• Task prompt:
From the records below, print exactly the lines starting at the one containing "translation and protection." and ending at the one containing "pub const MISA: CsrAddress = 0x301;", ends included, and nothing else.
····················
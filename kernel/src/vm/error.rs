//! Errors of the virtualization layer.

use core::fmt;

use riscv::{cpu::Mode, csr::CsrAddress, decode::DecodeError};

/// Why a CSR access was refused.
#[derive(Debug, Clone, Copy, PartialEq, Eq)]
pub enum AccessFault {
    /// The address is not in the tracked register set.
    UnknownRegister,
    /// The current mode is below the register's required mode.
    InsufficientPrivilege { required: Mode },
    /// A write to a register whose address marks it read-only.
    ReadOnly,
}

/// Errors of the virtualization layer.
///
/// Every error returned by [`super::trap_and_emulate`] is fatal to the guest: by the time it is
/// returned, the guest's shadow state has been torn down and the host told to kill it.
#[derive(Debug, Clone, Copy, PartialEq, Eq)]
pub enum VirtError {
    PrivilegeViolation {
        csr: CsrAddress,
        mode: Mode,
        fault: AccessFault,
    },
    /// A trap return issued from a mode that does not own it, or one that would return to a
    /// level this layer does not emulate.
    InvalidTransition {
        instruction: &'static str,
        mode: Mode,
    },
    MalformedInstruction(DecodeError),
    /// The faulting pc does not translate to readable instruction bytes.
    FetchFault { pc: u64 },
    /// The frame allocator ran dry while building the shadow table.
    OutOfFrames,
    /// The guest cleared its own `mvendorid`.
    VendorIdCleared,
}

impl From<DecodeError> for VirtError {
    fn from(err: DecodeError) -> Self {
        VirtError::MalformedInstruction(err)
    }
}

impl fmt::Display for VirtError {
    fn fmt(&self, f: &mut fmt::Formatter<'_>) -> fmt::Result {
        match self {
            VirtError::PrivilegeViolation { csr, mode, fault } => match fault {
                AccessFault::UnknownRegister => {
                    write!(f, "access to unknown csr {:#05x} in {} mode", csr, mode)
                }
                AccessFault::InsufficientPrivilege { required } => write!(
                    f,
                    "csr {:#05x} requires {} mode, guest is in {} mode",
                    csr, required, mode
                ),
                AccessFault::ReadOnly => {
                    write!(f, "write to read-only csr {:#05x} in {} mode", csr, mode)
                }
            },
            VirtError::InvalidTransition { instruction, mode } => {
                write!(f, "{} is not allowed in {} mode", instruction, mode)
            }
            VirtError::MalformedInstruction(err) => write!(f, "malformed instruction: {}", err),
            VirtError::FetchFault { pc } => write!(f, "cannot fetch instruction at {:#x}", pc),
            VirtError::OutOfFrames => f.write_str("out of page-table frames"),
            VirtError::VendorIdCleared => f.write_str("guest cleared mvendorid"),
        }
    }
}

impl core::error::Error for VirtError {
    fn source(&self) -> Option<&(dyn core::error::Error + 'static)> {
        match self {
            VirtError::MalformedInstruction(err) => Some(err),
            _ => None,
        }
    }
}
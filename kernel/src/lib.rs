//! Kernel-side trap-and-emulate privilege virtualization.
//!
//! A guest written for machine/supervisor privilege runs in a real user-mode process. Every
//! privileged instruction it executes traps into the host, which hands the trap to
//! [`vm::trap_and_emulate`] together with the process's [`vm::VirtState`]. The host is expected
//! to provide:
//! - the process's address-space table and a way to install another one
//! - instruction fetch through the installed table
//! - a physical frame allocator for the shadow page tables
//! - a way to kill the current process
#![no_std]

extern crate alloc;

pub mod task;
pub mod vm;
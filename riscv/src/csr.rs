//! The csr module contains the addresses of the control and status registers (CSRs) and the bit
//! fields the privilege layer reads and writes.

pub type CsrAddress = u16;

/// The width of a CSR address field.
pub const CSR_ADDRESS_MASK: u32 = 0xfff;

//////////////////////////////
// User-level CSR addresses //
//////////////////////////////
// User trap setup.
/// User status register.
pub const USTATUS: CsrAddress = 0x000;
/// User interrupt-enable register.
pub const UIE: CsrAddress = 0x004;
/// User trap handler base address.
pub const UTVEC: CsrAddress = 0x005;

// User trap handling.
/// Scratch register for user trap handlers.
pub const USCRATCH: CsrAddress = 0x040;
/// User exception program counter.
pub const UEPC: CsrAddress = 0x041;
/// User trap cause.
pub const UCAUSE: CsrAddress = 0x042;
/// User bad address or instruction.
pub const UTVAL: CsrAddress = 0x043;
/// User interrupt pending.
pub const UIP: CsrAddress = 0x044;

////////////////////////////////////
// Supervisor-level CSR addresses //
////////////////////////////////////
// Supervisor trap setup.
/// Supervisor status register.
pub const SSTATUS: CsrAddress = 0x100;
/// Supervisor exception delegation register.
pub const SEDELEG: CsrAddress = 0x102;
/// Supervisor interrupt delegation register.
pub const SIDELEG: CsrAddress = 0x103;
/// Supervisor interrupt-enable register.
pub const SIE: CsrAddress = 0x104;
/// Supervisor trap handler base address.
pub const STVEC: CsrAddress = 0x105;
/// Supervisor counter enable.
pub const SCOUNTEREN: CsrAddress = 0x106;

// Supervisor trap handling.
/// Scratch register for supervisor trap handlers.
pub const SSCRATCH: CsrAddress = 0x140;
/// Supervisor exception program counter.
pub const SEPC: CsrAddress = 0x141;
/// Supervisor trap cause.
pub const SCAUSE: CsrAddress = 0x142;
/// Supervisor bad address or instruction.
pub const STVAL: CsrAddress = 0x143;
/// Supervisor interrupt pending.
pub const SIP: CsrAddress = 0x144;

// Supervisor protection and translation.
/// Supervisor address translation and protection.
pub const SATP: CsrAddress = 0x180;

/////////////////////////////////
// Machine-level CSR addresses //
/////////////////////////////////
// Machine information registers.
/// Vendor ID.
pub const MVENDORID: CsrAddress = 0xf11;
/// Architecture ID.
pub const MARCHID: CsrAddress = 0xf12;
/// Implementation ID.
pub const MIMPID: CsrAddress = 0xf13;
/// Hardware thread ID.
pub const MHARTID: CsrAddress = 0xf14;

// Machine trap setup.
/// Machine status register.
pub const MSTATUS: CsrAddress = 0x300;
/// ISA and extensions.
pub const MISA: CsrAddress = 0x301;
/// Machine exception delegation register.
pub const MEDELEG: CsrAddress = 0x302;
/// Machine interrupt delegation register.
pub const MIDELEG: CsrAddress = 0x303;
/// Machine interrupt-enable register.
pub const MIE: CsrAddress = 0x304;
/// Machine trap-handler base address.
pub const MTVEC: CsrAddress = 0x305;
/// Machine counter enable.
pub const MCOUNTEREN: CsrAddress = 0x306;
/// Additional machine status register (upper half on RV32).
pub const MSTATUSH: CsrAddress = 0x310;

// Machine trap handling.
/// Scratch register for machine trap handlers.
pub const MSCRATCH: CsrAddress = 0x340;
/// Machine exception program counter.
pub const MEPC: CsrAddress = 0x341;
/// Machine trap cause.
pub const MCAUSE: CsrAddress = 0x342;
/// Machine bad address or instruction.
pub const MTVAL: CsrAddress = 0x343;
/// Machine interrupt pending.
pub const MIP: CsrAddress = 0x344;
/// Machine trap instruction (transformed).
pub const MTINST: CsrAddress = 0x34a;
/// Machine bad guest physical address.
pub const MTVAL2: CsrAddress = 0x34b;

// Machine memory protection.
/// Physical memory protection configuration, entries 0-7 on RV64.
pub const PMPCFG0: CsrAddress = 0x3a0;
/// Physical memory protection address register 0.
pub const PMPADDR0: CsrAddress = 0x3b0;

// mstatus and sstatus fields.
/// Supervisor interrupt enable.
pub const XSTATUS_SIE: u64 = 1 << 1;
/// Machine interrupt enable.
pub const XSTATUS_MIE: u64 = 1 << 3;
/// Previous supervisor interrupt enable.
pub const XSTATUS_SPIE: u64 = 1 << 5;
/// Previous machine interrupt enable.
pub const XSTATUS_MPIE: u64 = 1 << 7;
/// Previous supervisor privilege (one bit: user or supervisor).
pub const XSTATUS_SPP: u64 = 1 << 8;
/// Previous machine privilege (two bits).
pub const XSTATUS_MPP: u64 = 0b11 << 11;
/// Modify privilege.
pub const XSTATUS_MPRV: u64 = 1 << 17;

// misa fields.
/// MXL = 2, a 64-bit hart.
pub const MISA_MXL_64: u64 = 2 << 62;
pub const MISA_A: u64 = 1 << 0;
pub const MISA_I: u64 = 1 << 8;
pub const MISA_M: u64 = 1 << 12;
pub const MISA_S: u64 = 1 << 18;
pub const MISA_U: u64 = 1 << 20;

// pmpcfg fields, for the low byte (entry 0).
pub const PMPCFG_R: u64 = 1 << 0;
pub const PMPCFG_W: u64 = 1 << 1;
pub const PMPCFG_X: u64 = 1 << 2;
/// Address-matching mode.
pub const PMPCFG_A: u64 = 0b11 << 3;
/// Address-matching: top of range.
pub const PMP_A_TOR: u64 = 0b01;
/// pmpaddr registers hold bits [55:2] of the address.
pub const PMPADDR_SHIFT: u32 = 2;

/// Extract a field from `value` described by a contiguous `mask`.
pub const fn read_field(value: u64, mask: u64) -> u64 {
    (value & mask) >> mask.trailing_zeros()
}

/// Return `value` with the field described by `mask` replaced by `field`.
pub const fn write_field(value: u64, mask: u64, field: u64) -> u64 {
    (value & !mask) | ((field << mask.trailing_zeros()) & mask)
}

/// The two-bit privilege level encoded in bits [9:8] of a CSR address.
pub const fn address_privilege_bits(address: CsrAddress) -> u64 {
    ((address >> 8) & 0b11) as u64
}

/// Whether bits [11:10] of the address mark the CSR read-only.
pub const fn is_read_only(address: CsrAddress) -> bool {
    (address >> 10) & 0b11 == 0b11
}

#[cfg(test)]
mod tests {
    use super::*;

    #[test]
    fn field_helpers_follow_the_mask() {
        let status = write_field(0, XSTATUS_MPP, 0b11);
        assert_eq!(status, 0b11 << 11);
        assert_eq!(read_field(status, XSTATUS_MPP), 0b11);
        let status = write_field(status | XSTATUS_MIE, XSTATUS_MPP, 0b01);
        assert_eq!(read_field(status, XSTATUS_MPP), 0b01);
        assert_eq!(status & XSTATUS_MIE, XSTATUS_MIE);
    }

    #[test]
    fn address_encoding() {
        assert_eq!(address_privilege_bits(SSTATUS), 0b01);
        assert_eq!(address_privilege_bits(MEPC), 0b11);
        assert_eq!(address_privilege_bits(UEPC), 0b00);
        assert!(is_read_only(MVENDORID));
        assert!(is_read_only(MHARTID));
        assert!(!is_read_only(MSTATUS));
        assert!(!is_read_only(PMPADDR0));
    }
}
····················
• Result below:
/// Supervisor address translation and protection.
pub const SATP: CsrAddress = 0x180;

/////////////////////////////////
// Machine-level CSR addresses //
/////////////////////////////////
// Machine information registers.
/// Vendor ID.
pub const MVENDORID: CsrAddress = 0xf11;
/// Architecture ID.
pub const MARCHID: CsrAddress = 0xf12;
/// Implementation ID.
pub const MIMPID: CsrAddress = 0xf13;
/// Hardware thread ID.
pub const MHARTID: CsrAddress = 0xf14;

// Machine trap setup.
/// Machine status register.
pub const MSTATUS: CsrAddress = 0x300;
/// ISA and extensions.
pub const MISA: CsrAddress = 0x301;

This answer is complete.